Robust Forecasting of Sequences with Periodically Stationary Long Memory Multiplicative Seasonal Increments Observed with Noise and Cointegrated Sequences
Maksym Luz, Mykhailo Moklyachuk
TL;DR
The paper tackles robust forecasting of linear functionals of unobserved values in sequences with periodically stationary GM increments observed amidst periodic noise. It develops a Hilbert-space projection framework, leveraging MA representations and spectral factorization to obtain optimal linear forecasts and their mean-square errors when spectral densities are known. When densities are uncertain, it introduces minimax (robust) strategies by defining admissible density classes and characterizing least-favorable densities, including extensions to cointegrated and seasonally cointegrated vector sequences.

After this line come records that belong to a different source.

//! Display-ready projections of the timeline and the conversation list.

use chrono::{DateTime, Local, NaiveDate};

use crate::api::models::{Conversation, DeliveryState, Message, Provenance};

#[derive(Debug, Clone, Copy, PartialEq, Eq)]
pub enum Direction {
    Inbound,
    Outbound,
}

/// Outbound iff sender and counterpart are both known and differ;
/// otherwise iff the sender is the local-user sentinel.
pub fn classify(sender: Option<&str>, counterpart: Option<&str>, local_user: &str) -> Direction {
    let outbound = match (sender, counterpart) {
        (Some(sender), Some(counterpart)) => sender != counterpart,
        (sender, _) => sender == Some(local_user),
    };
    if outbound {
        Direction::Outbound
    } else {
        Direction::Inbound
    }
}

pub fn direction(msg: &Message, local_user: &str) -> Direction {
    match msg.provenance {
        Provenance::LocalEcho { .. } => Direction::Outbound,
        Provenance::Server => match msg.sender.as_deref() {
            Some(from) => {
                let counterpart = Some(msg.conversation_id.as_str()).filter(|c| !c.is_empty());
                classify(Some(from), counterpart, local_user)
            }
            None => classify(msg.sender_name.as_deref(), None, local_user),
        },
    }
}

/// Delivery indicator drawn on outbound bubbles.
#[derive(Debug, Clone, Copy, PartialEq, Eq)]
pub enum Ticks {
    Single,
    Double,
    DoubleRead,
}

impl Ticks {
    pub fn for_state(state: DeliveryState) -> Self {
        match state {
            DeliveryState::Sent => Ticks::Single,
            DeliveryState::Delivered => Ticks::Double,
            DeliveryState::Read => Ticks::DoubleRead,
        }
    }
}

/// Local calendar date of a unix-seconds timestamp.
pub fn day_of(timestamp: f64) -> NaiveDate {
    let secs = timestamp.floor();
    let nanos = ((timestamp - secs) * 1e9).clamp(0.0, 999_999_999.0) as u32;
    DateTime::from_timestamp(secs as i64, nanos)
        .map(|utc| utc.with_timezone(&Local).date_naive())
        .unwrap_or_default()
}

/// `HH:MM` in local time; empty for a missing (zero) timestamp.
pub fn time_label(timestamp: f64) -> String {
    if timestamp == 0.0 {
        return String::new();
    }
    DateTime::from_timestamp(timestamp.floor() as i64, 0)
        .map(|utc| utc.with_timezone(&Local).format("%H:%M").to_string())
        .unwrap_or_default()
}

pub fn day_label(day: NaiveDate) -> String {
    day.format("%a %b %d %Y").to_string()
}

#[derive(Debug, Clone, PartialEq)]
pub struct DayBucket {
    pub day: NaiveDate,
    pub messages: Vec<Message>,
}

/// Split an ascending timeline into runs sharing a local calendar date.
pub fn day_buckets(messages: &[Message]) -> Vec<DayBucket> {
    let mut buckets: Vec<DayBucket> = Vec::new();
    for msg in messages {
        let day = day_of(msg.timestamp);
        match buckets.last_mut() {
            Some(bucket) if bucket.day == day => bucket.messages.push(msg.clone()),
            _ => buckets.push(DayBucket {
                day,
                messages: vec![msg.clone()],
            }),
        }
    }
    buckets
}

#[derive(Debug, Clone, PartialEq)]
pub struct DisplayMessage {
    pub body: String,
    pub timestamp: f64,
    pub time_label: String,
    pub direction: Direction,
    /// Only outbound bubbles carry ticks.
    pub ticks: Option<Ticks>,
    pub pending: bool,
}

#[derive(Debug, Clone, PartialEq)]
pub enum TimelineItem {
    DaySeparator { day: NaiveDate, label: String },
    Bubble(DisplayMessage),
}

pub fn render_timeline(messages: &[Message], local_user: &str) -> Vec<TimelineItem> {
    let mut items = Vec::with_capacity(messages.len());
    for bucket in day_buckets(messages) {
        items.push(TimelineItem::DaySeparator {
            day: bucket.day,
            label: day_label(bucket.day),
        });
        for msg in &bucket.messages {
            let direction = direction(msg, local_user);
            items.push(TimelineItem::Bubble(DisplayMessage {
                body: msg.body.clone(),
                timestamp: msg.timestamp,
                time_label: time_label(msg.timestamp),
                direction,
                ticks: (direction == Direction::Outbound)
                    .then(|| Ticks::for_state(msg.delivery_state)),
                pending: msg.is_local_echo(),
            }));
        }
    }
    items
}

/// Most recent activity first; equal timestamps keep server order.
pub fn sort_conversations(list: &mut [Conversation]) {
    list.sort_by(|a, b| b.last_message_timestamp.total_cmp(&a.last_message_timestamp));
}

#[derive(Debug, Clone, PartialEq)]
pub struct ConversationRow {
    pub id: String,
    pub name: String,
    pub preview: String,
    pub time_label: String,
    pub pinned: bool,
    pub muted: bool,
    pub unread_count: u32,
}

/// Rows for an already sorted list, keeping names that contain `filter`
/// (case-insensitive).
pub fn conversation_rows(list: &[Conversation], filter: &str) -> Vec<ConversationRow> {
    let needle = filter.trim().to_lowercase();
    list.iter()
        .filter(|c| needle.is_empty() || c.display_name.to_lowercase().contains(&needle))
        .map(|c| ConversationRow {
            id: c.id.clone(),
            name: c.display_name.clone(),
            preview: c.last_message_preview.clone(),
            time_label: time_label(c.last_message_timestamp),
            pinned: c.pinned,
            muted: c.muted,
            unread_count: c.unread_count,
        })
        .collect()
}
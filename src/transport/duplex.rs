//! Duplex channel: Socket.IO over a WebSocket.

use std::time::Duration;

use futures_util::{SinkExt, StreamExt};
use log::{debug, info, warn};
use tokio::net::TcpStream;
use tokio::sync::mpsc;
use tokio_tungstenite::tungstenite::Message as Frame;
use tokio_tungstenite::{MaybeTlsStream, WebSocketStream, connect_async};
use url::Url;

use super::socketio::{
    EnginePacket, SocketPacket, decode_engine, decode_socket, encode_connect, encode_event,
    encode_pong,
};
use super::{EVENT_BUFFER, Link};
use crate::api::events::{OutboundEvent, RealtimeEvent};
use crate::error::TransportError;

type WsStream = WebSocketStream<MaybeTlsStream<TcpStream>>;

const OUTBOUND_BUFFER: usize = 16;

/// Connect and complete the Socket.IO handshake within `connect_timeout`.
pub async fn open(url: &Url, connect_timeout: Duration) -> Result<Link, TransportError> {
    let ws = tokio::time::timeout(connect_timeout, handshake(url.as_str()))
        .await
        .map_err(|_| TransportError::Timeout(connect_timeout))??;

    let (events_tx, events_rx) = mpsc::channel(EVENT_BUFFER);
    let (outbound_tx, outbound_rx) = mpsc::channel(OUTBOUND_BUFFER);
    tokio::spawn(pump(ws, events_tx, outbound_rx));
    Ok(Link::new(events_rx, Some(outbound_tx)))
}

async fn handshake(url: &str) -> Result<WsStream, TransportError> {
    let (mut ws, _) = connect_async(url).await?;
    while let Some(frame) = ws.next().await {
        let text = match frame? {
            Frame::Text(text) => text,
            Frame::Close(_) => break,
            _ => continue,
        };
        match decode_engine(&text) {
            Some(EnginePacket::Open(info)) => {
                debug!("engine session opened: {info}");
                ws.send(Frame::Text(encode_connect())).await?;
            }
            Some(EnginePacket::Ping(probe)) => ws.send(Frame::Text(encode_pong(&probe))).await?,
            Some(EnginePacket::Message(payload)) => match decode_socket(&payload) {
                Some(SocketPacket::Connect(_)) => return Ok(ws),
                Some(SocketPacket::ConnectError(reason)) => {
                    return Err(TransportError::Handshake(reason.to_string()));
                }
                _ => {}
            },
            Some(EnginePacket::Close) => break,
            _ => {}
        }
    }
    Err(TransportError::Handshake(
        "closed before connect acknowledgment".into(),
    ))
}

/// Shuttle frames until either side goes away. Dropping `events` is how
/// the selector learns the channel is gone.
async fn pump(
    ws: WsStream,
    events: mpsc::Sender<RealtimeEvent>,
    mut outbound: mpsc::Receiver<OutboundEvent>,
) {
    let (mut write, mut read) = ws.split();
    let mut outbound_open = true;
    loop {
        tokio::select! {
            frame = read.next() => {
                let text = match frame {
                    Some(Ok(Frame::Text(text))) => text,
                    Some(Ok(Frame::Close(_))) | None => break,
                    Some(Ok(_)) => continue,
                    Some(Err(err)) => {
                        warn!("duplex channel error: {err}");
                        break;
                    }
                };
                match decode_engine(&text) {
                    Some(EnginePacket::Ping(probe)) => {
                        if write.send(Frame::Text(encode_pong(&probe))).await.is_err() {
                            break;
                        }
                    }
                    Some(EnginePacket::Message(payload)) => match decode_socket(&payload) {
                        Some(SocketPacket::Event { name, data }) => {
                            match RealtimeEvent::from_channel(&name, &data) {
                                Some(event) => {
                                    if events.send(event).await.is_err() {
                                        break;
                                    }
                                }
                                None => debug!("ignoring duplex event {name}"),
                            }
                        }
                        Some(SocketPacket::Disconnect) => {
                            info!("server closed the duplex channel");
                            break;
                        }
                        _ => {}
                    },
                    Some(EnginePacket::Close) => break,
                    _ => {}
                }
            }
            out = outbound.recv(), if outbound_open => match out {
                Some(event) => {
                    let frame = encode_event(event.name(), &event.payload());
                    if write.send(Frame::Text(frame)).await.is_err() {
                        break;
                    }
                }
                None => outbound_open = false,
            },
            _ = events.closed() => break,
        }
    }
    let _ = write.send(Frame::Close(None)).await;
    debug!("duplex pump finished");
}

#[cfg(test)]
mod tests {
    use super::*;
    use tokio::net::TcpListener;
    use tokio_tungstenite::accept_async;

    /// Minimal Socket.IO server: handshake, one pushed event, then echo
    /// whatever the client emits back as a frame on `seen`.
    async fn spawn_socketio(
        ack: &'static str,
        seen: mpsc::Sender<String>,
    ) -> Url {
        let listener = TcpListener::bind("127.0.0.1:0").await.unwrap();
        let port = listener.local_addr().unwrap().port();
        tokio::spawn(async move {
            let (tcp, _) = listener.accept().await.unwrap();
            let mut ws = accept_async(tcp).await.unwrap();
            ws.send(Frame::Text(r#"0{"sid":"e1","pingInterval":25000,"pingTimeout":20000}"#.into()))
                .await
                .unwrap();
            let connect = ws.next().await.unwrap().unwrap();
            assert_eq!(connect, Frame::Text("40".into()));
            ws.send(Frame::Text(ack.into())).await.unwrap();
            ws.send(Frame::Text("2".into())).await.unwrap();
            ws.send(Frame::Text(
                r#"42["new_message",{"wa_id":"A","text":{"body":"pushed"},"timestamp":5}]"#.into(),
            ))
            .await
            .unwrap();
            while let Some(Ok(frame)) = ws.next().await {
                if let Frame::Text(text) = frame {
                    let _ = seen.send(text).await;
                }
            }
        });
        Url::parse(&format!("ws://127.0.0.1:{port}/socket.io/?EIO=4&transport=websocket")).unwrap()
    }

    #[tokio::test]
    async fn handshake_events_and_emits() {
        let (seen_tx, mut seen_rx) = mpsc::channel(8);
        let url = spawn_socketio(r#"40{"sid":"s1"}"#, seen_tx).await;
        let mut link = open(&url, Duration::from_secs(5)).await.unwrap();

        match link.events.recv().await {
            Some(RealtimeEvent::NewMessage(msg)) => assert_eq!(msg.body, "pushed"),
            other => panic!("unexpected {other:?}"),
        }
        assert_eq!(seen_rx.recv().await.as_deref(), Some("3"));

        let outbound = link.outbound.clone().unwrap();
        outbound
            .send(OutboundEvent::TypingStart { conversation_id: "A".into() })
            .await
            .unwrap();
        assert_eq!(
            seen_rx.recv().await.as_deref(),
            Some(r#"42["typing_start",{"wa_id":"A"}]"#)
        );
    }

    #[tokio::test]
    async fn connect_error_fails_the_attempt() {
        let (seen_tx, _seen_rx) = mpsc::channel(8);
        let url = spawn_socketio(r#"44{"message":"nope"}"#, seen_tx).await;
        match open(&url, Duration::from_secs(5)).await {
            Err(TransportError::Handshake(reason)) => assert!(reason.contains("nope")),
            other => panic!("unexpected {other:?}"),
        }
    }

    #[tokio::test]
    async fn refused_connection_fails() {
        let listener = TcpListener::bind("127.0.0.1:0").await.unwrap();
        let port = listener.local_addr().unwrap().port();
        drop(listener);
        let url = Url::parse(&format!("ws://127.0.0.1:{port}/socket.io/")).unwrap();
        assert!(open(&url, Duration::from_secs(5)).await.is_err());
    }

    #[tokio::test]
    async fn silent_server_times_out() {
        let listener = TcpListener::bind("127.0.0.1:0").await.unwrap();
        let port = listener.local_addr().unwrap().port();
        tokio::spawn(async move {
            let (tcp, _) = listener.accept().await.unwrap();
            let _ws = accept_async(tcp).await.unwrap();
            tokio::time::sleep(Duration::from_secs(30)).await;
        });
        let url = Url::parse(&format!("ws://127.0.0.1:{port}/socket.io/")).unwrap();
        match open(&url, Duration::from_millis(300)).await {
            Err(TransportError::Timeout(t)) => assert_eq!(t, Duration::from_millis(300)),
            other => panic!("unexpected {other:?}"),
        }
    }
}
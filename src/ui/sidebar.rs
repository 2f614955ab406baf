use crate::session::ConversationListView;
use crate::timeline::ConversationRow;

pub fn render(view: &ConversationListView) -> Vec<String> {
    let mut lines = vec!["== Conversations ==".to_string()];
    if let Some(err) = &view.error {
        lines.push(format!("! {err}"));
        return lines;
    }
    if view.rows.is_empty() {
        lines.push("  (no conversations)".to_string());
    }
    for row in &view.rows {
        let active = view.active.as_deref() == Some(row.id.as_str());
        lines.push(row_line(row, active));
    }
    lines
}

fn row_line(row: &ConversationRow, active: bool) -> String {
    let mut line = String::from(if active { "> " } else { "  " });
    if row.pinned {
        line.push_str("[pin] ");
    }
    line.push_str(&row.name);
    if row.unread_count > 0 {
        line.push_str(&format!(" ({})", row.unread_count));
    }
    if row.muted {
        line.push_str(" [muted]");
    }
    if !row.time_label.is_empty() {
        line.push_str(&format!("  {}", row.time_label));
    }
    if !row.preview.is_empty() {
        line.push_str(&format!("  {}", row.preview));
    }
    line
}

The results yield explicit formulas for spectral characteristics and MSEs, along with saddle-point properties, enabling robust forecasting in long-memory, periodically varying environments. This has practical implications for accurate prediction and filtering in economic, climatological, and signal-processing contexts where periodicity and long-range dependence coexist.
Abstract
The problem of optimal estimation of linear functionals constructed from unobserved values of stochastic sequence with periodically stationary increments based on observations of the sequence with a periodically stationary noise is considered. For sequences with known spectral densities, we obtain formulas for calculating values of the mean square errors and the spectral characteristics of the optimal estimates of the functionals. Formulas that determine the least favorable spectral densities and minimax (robust) spectral characteristics of the optimal linear estimates of functionals are proposed in the case where spectral densities of the sequence are not exactly known while some sets of admissible spectral densities are given.